Ok, finally, I am hesitating again

first of all, share a link to you guys, http://www.smoothlaser.com/ltr_phcase.html and the machine they are using is RevLite.

The pictures looks very realistic. I think this type of discoloration should be expected by us asian especially. oneTime2many's comment although sounds harsh, I know, that is what I should concern, first of all, I don't hate the tattoo that much. Like what I said, the tattoo I have, it is really meaningful for me, that is my story, life is just like feather in the air, love from my family and hope from my faith support my life. secondly the reason I want to remove it, is not because of design or shape something, just because it is "tattoo", it just suddenly change me skin permanently so I don't feel really comfortable in this way, so called "permanently". Another reason I want to remove it is because the social pressure, I mean, someday I will become a dad, I will concern my daughter or son's perspective on me. But nowadays, actually young people, even in China such a traditional nation, more and more people are getting tattoo to express their faith, especially us generation. Some time I felt shame for myself by getting a tattoo is also just because the old generation. To sum up, I am hesitating again, or my emotion is kinda getting weird now. Once I think, I love this tattoo and meaning behind it, I don't feel anxiety anymore, just concern my future child little bit. But if I am thinking about laser removal, I will feel more nervous and even cannot stop smoking. In addition, I know I am taking risk.

So I am hesitating again.

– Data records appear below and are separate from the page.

//! Handlers for surveys and editable drafts.
//!
//! Every survey endpoint is scoped to the authenticated user: lists only
//! return their surveys and single-survey endpoints answer 403 for anyone
//! else's.

use axum::extract::{Path, Query, State};
use axum::http::StatusCode;
use axum::response::IntoResponse;
use axum::Json;
use serde::{Deserialize, Serialize};

use tempo_core::editor::SurveyLocal;
use tempo_core::error::CoreError;
use tempo_core::filter::FilterState;
use tempo_core::survey::{validate_survey_input, PageType, Survey, SurveyInput};
use tempo_core::types::DbId;
use tempo_db::repositories::SurveyRepo;

use crate::error::{AppError, AppResult};
use crate::middleware::auth::AuthUser;
use crate::response::DataResponse;
use crate::state::AppState;

// ---------------------------------------------------------------------------
// Request / response types
// ---------------------------------------------------------------------------

#[derive(Debug, Deserialize)]
pub struct ListSurveysParams {
    /// Page type filter (`text`, `link`, `rating`, `mcq`).
    #[serde(rename = "type")]
    pub page_type: Option<String>,
}

/// Body of `POST /drafts`.
#[derive(Debug, Deserialize)]
pub struct SaveDraftRequest {
    /// Existing survey to replace; absent to create a new one.
    pub survey_id: Option<DbId>,
    pub draft: SurveyLocal,
}

/// A saved survey plus the draft with its page ids resynced.
#[derive(Debug, Serialize)]
pub struct SavedDraft {
    pub survey: Survey,
    pub draft: SurveyLocal,
}

// ---------------------------------------------------------------------------
// Helpers
// ---------------------------------------------------------------------------

/// Fetch a survey and check the caller owns it.
async fn ensure_owned_survey(state: &AppState, auth: &AuthUser, id: DbId) -> AppResult<Survey> {
    let survey = SurveyRepo::find_by_id(state.store.as_ref(), id).await?;
    auth.ensure_owner(&survey.user_id)?;
    Ok(survey)
}

fn parse_filter(params: &ListSurveysParams) -> AppResult<FilterState> {
    let selected_type = match params.page_type.as_deref() {
        None | Some("") => None,
        Some(raw) => Some(raw.parse::<PageType>().map_err(|e| match e {
            CoreError::Validation(msg) => AppError::BadRequest(msg),
            other => AppError::Core(other),
        })?),
    };
    Ok(FilterState { selected_type })
}

// ---------------------------------------------------------------------------
// Survey CRUD
// ---------------------------------------------------------------------------

/// GET /surveys
///
/// List the caller's surveys, newest first, optionally filtered by `?type=`.
pub async fn list_surveys(
    auth: AuthUser,
    State(state): State<AppState>,
    Query(params): Query<ListSurveysParams>,
) -> AppResult<impl IntoResponse> {
    let filters = parse_filter(&params)?;
    let surveys =
        SurveyRepo::list_for_user(state.store.as_ref(), &auth.user_id, &filters).await?;
    Ok(Json(DataResponse { data: surveys }))
}

/// POST /surveys
pub async fn create_survey(
    auth: AuthUser,
    State(state): State<AppState>,
    Json(input): Json<SurveyInput>,
) -> AppResult<impl IntoResponse> {
    validate_survey_input(&input)?;

    let survey = SurveyRepo::create(state.store.as_ref(), &input, &auth.user_id).await?;

    tracing::info!(
        survey_id = survey.id,
        user_id = %auth.user_id,
        page_count = survey.pages.len(),
        "Survey created"
    );

    Ok((StatusCode::CREATED, Json(DataResponse { data: survey })))
}

/// GET /surveys/{id}
pub async fn get_survey(
    auth: AuthUser,
    State(state): State<AppState>,
    Path(id): Path<DbId>,
) -> AppResult<impl IntoResponse> {
    let survey = ensure_owned_survey(&state, &auth, id).await?;
    Ok(Json(DataResponse { data: survey }))
}

/// PUT /surveys/{id}
///
/// Replace the survey's pages and options with the submitted ones.
pub async fn update_survey(
    auth: AuthUser,
    State(state): State<AppState>,
    Path(id): Path<DbId>,
    Json(input): Json<SurveyInput>,
) -> AppResult<impl IntoResponse> {
    ensure_owned_survey(&state, &auth, id).await?;
    validate_survey_input(&input)?;

    let survey = SurveyRepo::update(state.store.as_ref(), id, &input).await?;

    tracing::info!(
        survey_id = id,
        user_id = %auth.user_id,
        page_count = survey.pages.len(),
        "Survey updated"
    );

    Ok(Json(DataResponse { data: survey }))
}

/// DELETE /surveys/{id}
pub async fn delete_survey(
    auth: AuthUser,
    State(state): State<AppState>,
    Path(id): Path<DbId>,
) -> AppResult<impl IntoResponse> {
    ensure_owned_survey(&state, &auth, id).await?;
    SurveyRepo::delete(state.store.as_ref(), id).await?;

    tracing::info!(survey_id = id, user_id = %auth.user_id, "Survey deleted");

    Ok(StatusCode::NO_CONTENT)
}

// ---------------------------------------------------------------------------
// Drafts
// ---------------------------------------------------------------------------

/// GET /surveys/{id}/draft
///
/// The survey in its editable form.
pub async fn get_survey_draft(
    auth: AuthUser,
    State(state): State<AppState>,
    Path(id): Path<DbId>,
) -> AppResult<impl IntoResponse> {
    let survey = ensure_owned_survey(&state, &auth, id).await?;
    Ok(Json(DataResponse {
        data: SurveyLocal::from_survey(&survey),
    }))
}

/// POST /drafts
///
/// Create or replace a survey from an editable draft. Responds 201 on create
/// and 200 on update, with the draft's page ids replaced by the stored ones.
pub async fn save_draft(
    auth: AuthUser,
    State(state): State<AppState>,
    Json(request): Json<SaveDraftRequest>,
) -> AppResult<impl IntoResponse> {
    let SaveDraftRequest {
        survey_id,
        mut draft,
    } = request;

    if let Some(id) = survey_id {
        ensure_owned_survey(&state, &auth, id).await?;
    }

    let input = draft.to_input();
    validate_survey_input(&input)?;

    let survey = SurveyRepo::save(state.store.as_ref(), &input, survey_id, &auth.user_id).await?;
    draft.resync_ids(&survey);

    tracing::info!(
        survey_id = survey.id,
        user_id = %auth.user_id,
        created = survey_id.is_none(),
        "Draft saved"
    );

    let status = if survey_id.is_none() {
        StatusCode::CREATED
    } else {
        StatusCode::OK
    };
    Ok((
        status,
        Json(DataResponse {
            data: SavedDraft { survey, draft },
        }),
    ))
}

I know if I post this in this community, it will become really frustrated. But this is some of my feeling. Still hesitating, and I will let you know my final decision. But anyway, even if I decide to not get lasered. I will keep continuing care about this community. Even after this short feeling, I have a strong motivation, to import some good machine back to my country and open a clinic to help people.

Final Decision Made

Hello folks, hope this could be my last post here. First of all, special thanks to oneTime2Man, blackberry11 (I believe you are the best mom ever), wilks1986 and Eva G. If without your support, I cannot even imagine what my life is going to be.

I think at the moment, I decide to cancel my treatments and do not remove my tatt. Like what I mentioned before, I like the meaning behind it, I believe that is beautiful, one more time, life is feather and what support it is love and hope (I believe that even deeply during this period, every time I saw your comment and support you gave). During this little period, I even give this tatt more meaning. Because my gf always says, she wants to be a fatty bird next life. I would say this two feather were just like a wing or something I can keep her warm and protect her. I thought this is beautiful.

The original worry about this tatt just it makes me kinda feel too special. Yea, culture shock as well. My love to rock music & skate board new school culture met my traditional Chinese culture. But I do believe I can conquer it, because of the meaning, yes, you are right, I have nothing to be ashamed. And I believe after this period and deep understanding about tatt, in the future, once I have child, I can educate him more about ink.

I really appreciate your help during my short journey! Hope the best wishes to all of you! If you need any support, just let me know.